▸ RECORD SET
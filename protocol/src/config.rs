//! # Protocol Configuration & Constants
//!
//! Constants shared by every node, plus [`FlowConfig`], the per-node knobs
//! the surrounding application sets: which notary is pinned and how long
//! each suspension point of a flow may block.
//!
//! The protocol itself mandates no timeouts. The defaults below are what
//! the node binary uses when nothing else is configured.

use serde::{Deserialize, Serialize};
use std::time::Duration;

// ---------------------------------------------------------------------------
// Protocol Version
// ---------------------------------------------------------------------------

/// Major version. Responders refuse session messages from another major.
pub const PROTOCOL_VERSION_MAJOR: u16 = 0;

/// Full version string carried in every session envelope.
pub const PROTOCOL_VERSION: &str = "0.1.0";

/// Version byte mixed into the canonical bytes of every transaction, so a
/// format change also changes every transaction id.
pub const TRANSACTION_FORMAT_VERSION: u16 = 1;

// ---------------------------------------------------------------------------
// Cryptographic Parameters
// ---------------------------------------------------------------------------

pub const SIGNING_ALGORITHM: &str = "Ed25519";

pub const SIGNATURE_LENGTH: usize = 64;

pub const PUBLIC_KEY_LENGTH: usize = 32;

// ---------------------------------------------------------------------------
// Network
// ---------------------------------------------------------------------------

/// Name the node binary pins as its notary when none is configured.
pub const DEFAULT_NOTARY_NAME: &str = "O=Notary,L=London,C=GB";

/// Capacity of each node's inbox. Senders wait when a responder falls
/// this far behind.
pub const NODE_INBOX_CAPACITY: usize = 256;

/// Capacity of a flow's event broadcast channel.
pub const FLOW_EVENT_CAPACITY: usize = 64;

// ---------------------------------------------------------------------------
// Default Timeouts
// ---------------------------------------------------------------------------

/// Remote pseudonym key round trip.
pub const DEFAULT_KEY_REQUEST_TIMEOUT: Duration = Duration::from_secs(10);

/// Counterparty re-verification and signature.
pub const DEFAULT_SIGNATURE_TIMEOUT: Duration = Duration::from_secs(30);

/// Notary commit.
pub const DEFAULT_NOTARY_TIMEOUT: Duration = Duration::from_secs(30);

/// Delivery of a finalized transaction to one participant or observer.
pub const DEFAULT_DELIVERY_TIMEOUT: Duration = Duration::from_secs(15);

/// How long a responder remembers a session it signed in. Covers the
/// initiator's signature, notary and delivery timeouts.
pub const DEFAULT_SESSION_TTL: Duration = Duration::from_secs(75);

// ---------------------------------------------------------------------------
// FlowConfig
// ---------------------------------------------------------------------------

/// Per-node flow settings.
///
/// Durations serialize as milliseconds so the node can read this from a
/// JSON file.
#[derive(Debug, Clone, PartialEq, Eq, Serialize, Deserialize)]
#[serde(default)]
pub struct FlowConfig {
    /// The notary every transaction built on this node names.
    pub notary: String,
    pub key_request_timeout_ms: u64,
    pub signature_timeout_ms: u64,
    pub notary_timeout_ms: u64,
    pub delivery_timeout_ms: u64,
    /// A signed session with no finality after this long is forgotten.
    pub session_ttl_ms: u64,
}

impl Default for FlowConfig {
    fn default() -> Self {
        Self {
            notary: DEFAULT_NOTARY_NAME.to_string(),
            key_request_timeout_ms: DEFAULT_KEY_REQUEST_TIMEOUT.as_millis() as u64,
            signature_timeout_ms: DEFAULT_SIGNATURE_TIMEOUT.as_millis() as u64,
            notary_timeout_ms: DEFAULT_NOTARY_TIMEOUT.as_millis() as u64,
            delivery_timeout_ms: DEFAULT_DELIVERY_TIMEOUT.as_millis() as u64,
            session_ttl_ms: DEFAULT_SESSION_TTL.as_millis() as u64,
        }
    }
}

impl FlowConfig {
    /// Default timeouts with a specific pinned notary.
    pub fn with_notary(notary: impl Into<String>) -> Self {
        Self {
            notary: notary.into(),
            ..Default::default()
        }
    }

    pub fn key_request_timeout(&self) -> Duration {
        Duration::from_millis(self.key_request_timeout_ms)
    }

    pub fn signature_timeout(&self) -> Duration {
        Duration::from_millis(self.signature_timeout_ms)
    }

    pub fn notary_timeout(&self) -> Duration {
        Duration::from_millis(self.notary_timeout_ms)
    }

    pub fn delivery_timeout(&self) -> Duration {
        Duration::from_millis(self.delivery_timeout_ms)
    }

    pub fn session_ttl(&self) -> Duration {
        Duration::from_millis(self.session_ttl_ms)
    }
}

/// `true` if `version` shares our major version.
pub fn is_compatible_version(version: &str) -> bool {
    version.starts_with(&format!("{}.", PROTOCOL_VERSION_MAJOR))
}

#[cfg(test)]
mod tests {
    use super::*;

    #[test]
    fn default_config_pins_default_notary() {
        let config = FlowConfig::default();
        assert_eq!(config.notary, DEFAULT_NOTARY_NAME);
        assert_eq!(config.signature_timeout(), DEFAULT_SIGNATURE_TIMEOUT);
    }

    #[test]
    fn partial_json_fills_defaults() {
        let config: FlowConfig =
            serde_json::from_str(r#"{ "notary": "O=Other", "notary_timeout_ms": 5 }"#).unwrap();
        assert_eq!(config.notary, "O=Other");
        assert_eq!(config.notary_timeout(), Duration::from_millis(5));
        assert_eq!(config.delivery_timeout(), DEFAULT_DELIVERY_TIMEOUT);
        assert_eq!(config.session_ttl(), DEFAULT_SESSION_TTL);
    }

    #[test]
    fn session_ttl_outlasts_the_initiator_timeouts() {
        assert!(
            DEFAULT_SESSION_TTL >= DEFAULT_SIGNATURE_TIMEOUT + DEFAULT_NOTARY_TIMEOUT + DEFAULT_DELIVERY_TIMEOUT
        );
    }

    #[test]
    fn version_compatibility_checks_major() {
        assert!(is_compatible_version(PROTOCOL_VERSION));
        assert!(is_compatible_version("0.9.3"));
        assert!(!is_compatible_version("1.0.0"));
    }

    #[test]
    fn crypto_parameter_sizes() {
        assert_eq!(SIGNATURE_LENGTH, 64);
        assert_eq!(PUBLIC_KEY_LENGTH, 32);
        assert_eq!(SIGNING_ALGORITHM, "Ed25519");
    }
}
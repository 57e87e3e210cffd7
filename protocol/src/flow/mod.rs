//! # Flow Module
//!
//! The multi-party workflow that turns two account names into a finalized,
//! uniquely-owned record.
//!
//! ```text
//! provisioner.rs: account resolution, pseudonymous key provisioning
//! uniqueness.rs : local active-transition check
//! cosign.rs     : signature collection state machine
//! finality.rs   : notarisation and distribution
//! compliance.rs : one-way observer delivery
//! initiator.rs  : StartTransitionFlow / ConcludeTransitionFlow
//! responder.rs  : counterparty, participant and observer side
//! node.rs       : ConcordNode facade
//! ```
//!
//! Every component borrows a [`NodeServices`], the bundle of per-node
//! dependencies. Nothing in here knows which transport, vault or notary
//! implementation it is talking to.

pub mod compliance;
pub mod cosign;
pub mod error;
pub mod events;
pub mod finality;
pub mod initiator;
pub mod node;
pub mod provisioner;
pub mod responder;
pub mod uniqueness;

pub use compliance::ComplianceReporter;
pub use cosign::CoSigningCoordinator;
pub use error::{FlowError, PostCommitException};
pub use events::{CoSigningState, FlowEvent, FlowStep};
pub use finality::{Finality, FinalityBroadcaster};
pub use initiator::{ConcludeTransitionFlow, StartTransitionFlow, TransitionOutcome};
pub use node::ConcordNode;
pub use provisioner::KeyProvisioner;
pub use responder::TransitionResponder;
pub use uniqueness::UniquenessGuard;

use std::future::Future;
use std::sync::Arc;
use std::time::Duration;
use tokio::sync::broadcast;
use uuid::Uuid;

use crate::config::FlowConfig;
use crate::identity::{AccountDirectory, KeyManagementService, NodeIdentity, NodeName};
use crate::network::SessionTransport;
use crate::notary::OrderingService;
use crate::storage::RecordStore;
use crate::transaction::LegalityVerifier;

// ---------------------------------------------------------------------------
// NodeServices
// ---------------------------------------------------------------------------

/// Everything a flow needs from its hosting node.
pub struct NodeServices {
    pub identity: NodeIdentity,
    pub kms: Arc<dyn KeyManagementService>,
    pub directory: Arc<AccountDirectory>,
    pub vault: Arc<dyn RecordStore>,
    /// The notary this node pins. Transactions naming another are refused.
    pub notary: Arc<dyn OrderingService>,
    pub transport: Arc<dyn SessionTransport>,
    pub verifier: Arc<dyn LegalityVerifier>,
    pub config: FlowConfig,
    pub events: broadcast::Sender<FlowEvent>,
}

impl NodeServices {
    pub fn name(&self) -> &NodeName {
        &self.identity.name
    }

    /// Publish a progress event. Having no subscribers is fine.
    pub(crate) fn emit(&self, flow_id: Uuid, step: FlowStep) {
        let _ = self.events.send(FlowEvent { flow_id, step });
    }
}

/// Bound a suspension point of a flow.
pub(crate) async fn within<F: Future>(
    stage: &'static str,
    after: Duration,
    fut: F,
) -> Result<F::Output, FlowError> {
    tokio::time::timeout(after, fut)
        .await
        .map_err(|_| FlowError::Timeout { stage, after })
}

▸ WHAT THIS TASK INVOLVES
Report the number of lines in the listing above that include the word "finalized", and nothing else.

▸ FINAL ANSWER
2